Alenquer attempted to make all but soon looked a sitting duck as Bay Bridge cruised up only to flatten out.

Native Trail and Lord North then made their bids for glory, but Christophe Soumillon produced Vadeni (11-4) with a perfectly-timed challenge to seize the lead.

Mishriff, who endured a slightly unlucky run, he flew home in the final half a furlong under David Egan, but was beaten just a neck.

Soumillon said: “I waited in the last position but the pace was just fine. We didn’t go really fast, but for my horse everything was perfect.

“He was really relaxed. He changed legs perfectly everywhere I wanted and when I came out of the turn, the pace picked up and for like 50 or 100 yards he was a bit off the bridle, so I had to give him a chance.

“When he just went up that small uphill at the two-furlong maker, he just took me on the bridle and changed legs. That was at the point where I was thinking may I wait a bit more and I saw Mishriff on my inside completely stopped and I said ‘I am not going to wait’. He is going to go through the horse to let my horse go.

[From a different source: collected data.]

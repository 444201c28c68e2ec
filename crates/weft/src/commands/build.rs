/*
 * build.rs
 * Copyright (c) 2025 Posit, PBC
 *
 * Build command implementation
 */

//! Build command implementation.
//!
//! Loads `weft.json`, builds the Markdown tree and every configured page
//! unit, and reports per-unit failures. Unit failures are independent: a
//! broken page never blocks its siblings, but any failure makes the
//! command exit nonzero.

use std::path::Path;

use anyhow::{Context, Result, bail};
use tracing::info;
use weft_compose::{MissingEnvPolicy, ProcessEnv};
use weft_core::{SiteConfig, build_site};

pub fn execute(config_path: &Path, allow_missing_env: bool) -> Result<()> {
    let root = site_root(config_path);
    let config = SiteConfig::load(config_path)
        .with_context(|| format!("cannot load site config {}", config_path.display()))?;

    let missing_env = if allow_missing_env {
        MissingEnvPolicy::Empty
    } else {
        MissingEnvPolicy::Fail
    };

    let report = build_site(&root, &config, &ProcessEnv, missing_env);
    info!(
        built = report.built.len(),
        failed = report.failed.len(),
        "build finished"
    );

    if !report.is_success() {
        for (unit, err) in &report.failed {
            eprintln!("error: unit '{unit}': {err}");
        }
        bail!("{} unit(s) failed to build", report.failed.len());
    }
    Ok(())
}

/// The site root is the directory the config file lives in.
pub(crate) fn site_root(config_path: &Path) -> std::path::PathBuf {
    match config_path.parent() {
        Some(parent) if parent.as_os_str().is_empty() => std::path::PathBuf::from("."),
        Some(parent) => parent.to_path_buf(),
        None => std::path::PathBuf::from("."),
    }
}
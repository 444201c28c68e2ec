/*
 * lib.rs
 * Copyright (c) 2025 Posit, PBC
 */

//! Fragment composition and substitution engine for Weft.
//!
//! This crate assembles many small HTML source fragments (partial pages,
//! shared headers and footers, reusable snippets) into finished pages
//! through two inline directives:
//!
//! - Import: `{@IMPORT('<relative-path>')}` splices another fragment's
//!   content in place of the directive.
//! - Environment: `{@ENV('<NAME>')}` injects a deployment-time environment
//!   value into the final markup.
//!
//! # Pipeline
//!
//! An output unit (one page's fragment set) flows through seven stages as
//! one synchronous pass:
//!
//! ```text
//! Tag → Assemble → Split → Resolve → Prune → Compact → Substitute
//! ```
//!
//! Tagging wraps each fragment with a removable origin marker; assembly
//! joins them into one transport buffer; splitting rebuilds an addressable
//! [`DocumentMap`]; resolution rewrites import directives until none
//! remain; pruning drops fragments that were only ever import targets;
//! compaction collapses tag-adjacent whitespace; and substitution replaces
//! environment directives.
//!
//! Independent output units may be composed concurrently by the caller;
//! within one unit resolution order is semantically significant and the
//! pass is never parallelized.
//!
//! # Example
//!
//! ```
//! use weft_compose::{compose, Fragment, MemoryEnv, MissingEnvPolicy};
//!
//! let fragments = vec![
//!     Fragment::new("page.html", "{@IMPORT('header.html')}<p>{@ENV('STAGE')}</p>"),
//!     Fragment::new("header.html", "<h1>{@IMPORT('title.html')}</h1>"),
//!     Fragment::new("title.html", "Site"),
//! ];
//! let env = MemoryEnv::new().set("STAGE", "prod");
//! let html = compose(&fragments, &env, MissingEnvPolicy::Fail).unwrap();
//! assert_eq!(html, "<h1>Site</h1><p>prod</p>");
//! ```

mod directive;
pub mod document;
pub mod env;
pub mod error;
pub mod fragment;

pub use document::DocumentMap;
pub use env::{EnvSource, MemoryEnv, MissingEnvPolicy, ProcessEnv, substitute_env};
pub use error::{ComposeError, ComposeResult};
pub use fragment::{Fragment, assemble, tag};

use tracing::debug;

/// Compose one output unit into its final markup.
///
/// Runs the full pipeline over the supplied fragments, in order. All
/// entities live only for this call; nothing is cached across builds.
pub fn compose(
    fragments: &[Fragment],
    env: &dyn EnvSource,
    missing_env: MissingEnvPolicy,
) -> ComposeResult<String> {
    if fragments.is_empty() {
        return Ok(String::new());
    }
    let tagged = fragments
        .iter()
        .map(tag)
        .collect::<ComposeResult<Vec<_>>>()?;
    let stream = assemble(&tagged);
    debug!(fragments = fragments.len(), bytes = stream.len(), "assembled stream");

    let mut map = DocumentMap::from_stream(&stream)?;
    map.resolve_imports()?;
    map.prune_imported();
    debug!(roots = map.len(), "pruned to root documents");

    let markup = map.compact();
    substitute_env(&markup, env, missing_env)
}
/*
 * fragment.rs
 * Copyright (c) 2025 Posit, PBC
 */

//! Fragment tagging and stream assembly.
//!
//! A fragment enters the engine as raw text plus a logical path. Tagging
//! prepends a removable origin marker so that a whole group of fragments can
//! travel through one transport buffer and still be split back into an
//! addressable document map.
//!
//! The marker and separator literals are implementation-private wire format
//! between this module and [`crate::document::DocumentMap`]; they never
//! appear in author-facing output.

use crate::error::{ComposeError, ComposeResult};

/// Opens an origin marker. The logical path follows immediately.
pub(crate) const MARKER_PREFIX: &str = "__MARKED_FILE:/";

/// Closes an origin marker.
pub(crate) const MARKER_SUFFIX: &str = "__";

/// Separates tagged fragments inside an assembled stream.
pub(crate) const SEPARATOR: &str = "__SEPARATOR__";

/// Tokens that must not occur in a fragment's raw content. No escaping is
/// performed, so a collision would silently misalign the split; we fail
/// loudly at tag time instead.
const RESERVED_IN_CONTENT: [&str; 2] = ["__MARKED_FILE:", SEPARATOR];

/// One unit of raw source markup plus its logical path identity.
///
/// `path` is a filesystem-relative identifier, unique within one build
/// invocation of a task group; `content` is raw, unparsed text.
#[derive(Debug, Clone, PartialEq, Eq)]
pub struct Fragment {
    pub path: String,
    pub content: String,
}

impl Fragment {
    pub fn new(path: impl Into<String>, content: impl Into<String>) -> Self {
        Self {
            path: path.into(),
            content: content.into(),
        }
    }
}

/// Wrap a fragment's content with its origin marker.
///
/// The path is encoded verbatim, with no transformation or escaping, so the
/// document map builder can recover it losslessly. Fails if the path or the
/// content contains a reserved wire-format token.
pub fn tag(fragment: &Fragment) -> ComposeResult<String> {
    // The marker is closed by `__`, so a path containing it would truncate.
    if fragment.path.contains(MARKER_SUFFIX) {
        return Err(ComposeError::ReservedToken {
            path: fragment.path.clone(),
            token: MARKER_SUFFIX,
        });
    }
    for token in RESERVED_IN_CONTENT {
        if fragment.content.contains(token) {
            return Err(ComposeError::ReservedToken {
                path: fragment.path.clone(),
                token,
            });
        }
    }
    Ok(format!(
        "{MARKER_PREFIX}{}{MARKER_SUFFIX}{}",
        fragment.path, fragment.content
    ))
}

/// Concatenate tagged fragments into one transport buffer.
///
/// Order is preserved exactly as supplied: deterministic ordering matters
/// for reproducible builds and for the last-write-wins duplicate-path rule.
pub fn assemble(tagged: &[String]) -> String {
    tagged.join(SEPARATOR)
}
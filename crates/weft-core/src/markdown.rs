/*
 * markdown.rs
 * Copyright (c) 2025 Posit, PBC
 */

//! Markdown conversion.
//!
//! A thin wrapper around comrak: each `.md` file under the configured
//! Markdown directory converts to HTML with a single call and is written
//! under `<out_dir>/md/` with the extension swapped. No composition
//! directives are processed in Markdown sources.

use std::path::{Path, PathBuf};

use tracing::info;
use walkdir::WalkDir;

use crate::config::SiteConfig;
use crate::error::{CoreError, Result};

/// Convert one Markdown string to HTML.
pub fn markdown_to_html(source: &str) -> String {
    comrak::markdown_to_html(source, &comrak::Options::default())
}

/// Convert every `.md` file under the configured Markdown directory.
///
/// Returns the paths written, relative to the site root. A site without a
/// `markdown_dir` builds nothing here.
pub fn build_markdowns(root: &Path, config: &SiteConfig) -> Result<Vec<PathBuf>> {
    let Some(markdown_dir) = &config.markdown_dir else {
        return Ok(Vec::new());
    };
    let src_root = root.join(markdown_dir);
    if !src_root.is_dir() {
        return Err(CoreError::MissingSource(src_root));
    }
    let out_root = root.join(&config.out_dir).join("md");

    let mut written = Vec::new();
    let entries: Vec<PathBuf> = WalkDir::new(&src_root)
        .sort_by_file_name()
        .into_iter()
        .filter_map(|entry| entry.ok())
        .filter(|entry| entry.file_type().is_file())
        .map(|entry| entry.into_path())
        .filter(|path| path.extension().is_some_and(|ext| ext == "md"))
        .collect();

    for path in entries {
        let text = std::fs::read_to_string(&path).map_err(|source| CoreError::Read {
            path: path.clone(),
            source,
        })?;
        let html = markdown_to_html(&text);

        let relative = path.strip_prefix(&src_root).unwrap_or(&path);
        let out_path = out_root.join(relative).with_extension("html");
        if let Some(parent) = out_path.parent() {
            std::fs::create_dir_all(parent)?;
        }
        std::fs::write(&out_path, html).map_err(|source| CoreError::Write {
            path: out_path.clone(),
            source,
        })?;
        info!(path = %out_path.display(), "wrote markdown output");
        written.push(out_path.strip_prefix(root).unwrap_or(&out_path).to_path_buf());
    }
    Ok(written)
}

#[cfg(test)]
mod tests {
    use super::*;
    use pretty_assertions::assert_eq;

    #[test]
    fn test_markdown_to_html_basic() {
        let html = markdown_to_html("# Title\n\nSome *text*.\n");
        assert!(html.contains("<h1>Title</h1>"));
        assert!(html.contains("<em>text</em>"));
    }

    #[test]
    fn test_build_markdowns_writes_converted_files() {
        let dir = tempfile::tempdir().unwrap();
        let root = dir.path();
        std::fs::create_dir_all(root.join("src/md/notes")).unwrap();
        std::fs::write(root.join("src/md/readme.md"), "# Hello\n").unwrap();
        std::fs::write(root.join("src/md/notes/a.md"), "plain\n").unwrap();
        std::fs::write(root.join("src/md/ignore.txt"), "not markdown").unwrap();

        let config = SiteConfig {
            markdown_dir: Some(PathBuf::from("src/md")),
            ..SiteConfig::default()
        };
        let written = build_markdowns(root, &config).unwrap();
        assert_eq!(written.len(), 2);

        let readme = std::fs::read_to_string(root.join("dist/md/readme.html")).unwrap();
        assert!(readme.contains("<h1>Hello</h1>"));
        assert!(root.join("dist/md/notes/a.html").is_file());
        assert!(!root.join("dist/md/ignore.html").exists());
    }

    #[test]
    fn test_build_markdowns_without_dir_is_noop() {
        let dir = tempfile::tempdir().unwrap();
        let config = SiteConfig::default();
        assert!(build_markdowns(dir.path(), &config).unwrap().is_empty());
    }
}
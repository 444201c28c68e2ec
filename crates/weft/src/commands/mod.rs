//! Command implementations for the Weft CLI
//!
//! Each command module handles the CLI interface and delegates to
//! weft-core for actual implementation.

pub mod build;
pub mod clean;
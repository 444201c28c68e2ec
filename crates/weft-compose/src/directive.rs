/*
 * directive.rs
 * Copyright (c) 2025 Posit, PBC
 */

//! Deterministic directive scanning.
//!
//! Directives are inline textual instructions embedded in markup, e.g.
//! `{@IMPORT('commons/nav.html')}` or `{@ENV('STAGE')}`. Both kinds share
//! one grammar: an opening sentinel, a bounded argument, and a closing
//! sentinel. Scanning is a plain left-to-right string walk, so arbitrary
//! markup between directives costs linear time.

/// Opening sentinel of an import directive.
pub(crate) const IMPORT_OPEN: &str = "{@IMPORT('";

/// Opening sentinel of an environment directive.
pub(crate) const ENV_OPEN: &str = "{@ENV('";

/// Closing sentinel shared by both directive kinds.
const CLOSE: &str = "')}";

/// One scanned directive occurrence.
#[derive(Debug, Clone, PartialEq, Eq)]
pub(crate) struct Directive {
    /// The full directive text as it appears in the markup.
    pub text: String,
    /// The argument between the sentinels, verbatim.
    pub argument: String,
}

/// Scan `content` for directives with the given opening sentinel, in
/// left-to-right order. An opener with no closer of its own is not a
/// directive; it stays plain text and scanning continues past it. An
/// argument never spans another directive's opening sentinel, so an
/// unterminated opener cannot swallow a later, well-formed directive.
pub(crate) fn scan(content: &str, open: &str) -> Vec<Directive> {
    let mut directives = Vec::new();
    let mut at = 0;
    while let Some(found) = content[at..].find(open) {
        let start = at + found;
        let arg_start = start + open.len();
        match content[arg_start..].find(CLOSE) {
            Some(found_close) => {
                let arg_end = arg_start + found_close;
                // A closer that belongs to a directive further right means
                // this opener was never terminated: leave it as plain text.
                if content[arg_start..arg_end].contains("{@") {
                    at = arg_start;
                    continue;
                }
                let end = arg_end + CLOSE.len();
                directives.push(Directive {
                    text: content[start..end].to_string(),
                    argument: content[arg_start..arg_end].to_string(),
                });
                at = end;
            }
            None => at = arg_start,
        }
    }
    directives
}
/*
 * clean.rs
 * Copyright (c) 2025 Posit, PBC
 *
 * Clean command implementation
 */

//! Clean command implementation: delete the configured output directory.

use std::path::Path;

use anyhow::{Context, Result};
use weft_core::SiteConfig;

pub fn execute(config_path: &Path) -> Result<()> {
    let root = super::build::site_root(config_path);
    let config = SiteConfig::load(config_path)
        .with_context(|| format!("cannot load site config {}", config_path.display()))?;
    weft_core::clean(&root, &config)
        .with_context(|| "failed to remove output directory".to_string())?;
    Ok(())
}

#[cfg(test)]
mod tests {
    use super::*;

    #[test]
    fn test_execute_removes_out_dir() {
        let dir = tempfile::tempdir().unwrap();
        let root = dir.path();
        std::fs::write(root.join("weft.json"), "{}").unwrap();
        std::fs::create_dir_all(root.join("dist")).unwrap();
        std::fs::write(root.join("dist/index.html"), "x").unwrap();

        execute(&root.join("weft.json")).unwrap();
        assert!(!root.join("dist").exists());
    }
}
//! Weft CLI - Main entry point

use std::path::PathBuf;

use anyhow::Result;
use clap::{Parser, Subcommand};
use tracing_subscriber::{layer::SubscriberExt, util::SubscriberInitExt};

mod commands;

#[derive(Parser)]
#[command(name = "weft")]
#[command(version)]
#[command(about = "Directive-driven static site builder", long_about = None)]
struct Cli {
    #[command(subcommand)]
    command: Commands,
}

#[derive(Subcommand)]
enum Commands {
    /// Build the site (Markdown conversion, then every configured page)
    Build {
        /// Path to the site config file
        #[arg(long, default_value = "weft.json")]
        config: PathBuf,

        /// Substitute an empty string for unset {@ENV('...')} variables
        /// instead of failing the page
        #[arg(long)]
        allow_missing_env: bool,
    },

    /// Delete the site's output directory
    Clean {
        /// Path to the site config file
        #[arg(long, default_value = "weft.json")]
        config: PathBuf,
    },
}

fn main() -> Result<()> {
    // Initialize logging
    tracing_subscriber::registry()
        .with(
            tracing_subscriber::EnvFilter::try_from_default_env()
                .unwrap_or_else(|_| "weft=info".into()),
        )
        .with(tracing_subscriber::fmt::layer())
        .init();

    let cli = Cli::parse();

    match cli.command {
        Commands::Build {
            config,
            allow_missing_env,
        } => commands::build::execute(&config, allow_missing_env),
        Commands::Clean { config } => commands::clean::execute(&config),
    }
}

“I just let him go. That is why I came maybe 50 or 100 yards too early to hit the front, but everything was fine. Unfortunately maybe 100 or 80 yards from the line, he stumbled and he lost balance for a few strides, and I had a neck in front of William (Buick on Native Trail) and I felt the horse come too on the outside, so I was like, ‘please, don’t give up, keep going’.

“Even if it is tough track, he gives you a gear like champions can give you.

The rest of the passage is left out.